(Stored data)
=== Begin Enclosure ===
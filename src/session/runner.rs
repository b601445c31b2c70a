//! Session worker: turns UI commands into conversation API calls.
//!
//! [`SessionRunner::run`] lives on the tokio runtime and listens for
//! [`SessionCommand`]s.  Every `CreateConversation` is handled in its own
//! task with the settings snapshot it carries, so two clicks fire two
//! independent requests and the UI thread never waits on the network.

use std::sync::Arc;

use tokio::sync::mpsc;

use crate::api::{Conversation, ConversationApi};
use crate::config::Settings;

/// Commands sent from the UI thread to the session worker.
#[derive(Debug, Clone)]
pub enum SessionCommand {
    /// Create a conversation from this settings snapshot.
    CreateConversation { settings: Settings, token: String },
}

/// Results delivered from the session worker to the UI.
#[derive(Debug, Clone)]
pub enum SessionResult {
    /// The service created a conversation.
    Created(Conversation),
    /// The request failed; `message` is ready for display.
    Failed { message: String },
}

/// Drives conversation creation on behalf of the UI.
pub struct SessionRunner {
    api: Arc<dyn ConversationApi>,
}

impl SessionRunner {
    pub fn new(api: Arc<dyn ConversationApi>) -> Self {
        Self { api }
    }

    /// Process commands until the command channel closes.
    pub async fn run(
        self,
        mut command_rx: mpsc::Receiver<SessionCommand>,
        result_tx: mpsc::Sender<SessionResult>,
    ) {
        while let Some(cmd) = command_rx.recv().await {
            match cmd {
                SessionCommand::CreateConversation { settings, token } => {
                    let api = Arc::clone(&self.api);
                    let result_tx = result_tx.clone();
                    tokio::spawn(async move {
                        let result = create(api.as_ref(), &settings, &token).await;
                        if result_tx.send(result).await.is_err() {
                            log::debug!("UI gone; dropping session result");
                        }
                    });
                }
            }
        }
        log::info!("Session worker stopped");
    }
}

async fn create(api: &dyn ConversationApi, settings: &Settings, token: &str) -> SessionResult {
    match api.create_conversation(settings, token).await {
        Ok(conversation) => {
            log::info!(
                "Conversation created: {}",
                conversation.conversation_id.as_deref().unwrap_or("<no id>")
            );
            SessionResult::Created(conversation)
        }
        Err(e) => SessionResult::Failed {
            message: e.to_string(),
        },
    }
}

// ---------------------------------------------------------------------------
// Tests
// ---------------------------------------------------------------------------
=== End Enclosure ===
(EXERCISE OBJECTIVE) Line count for "token": give the number of lines in the data above that include it, and nothing else.

(TASK ANSWER) 5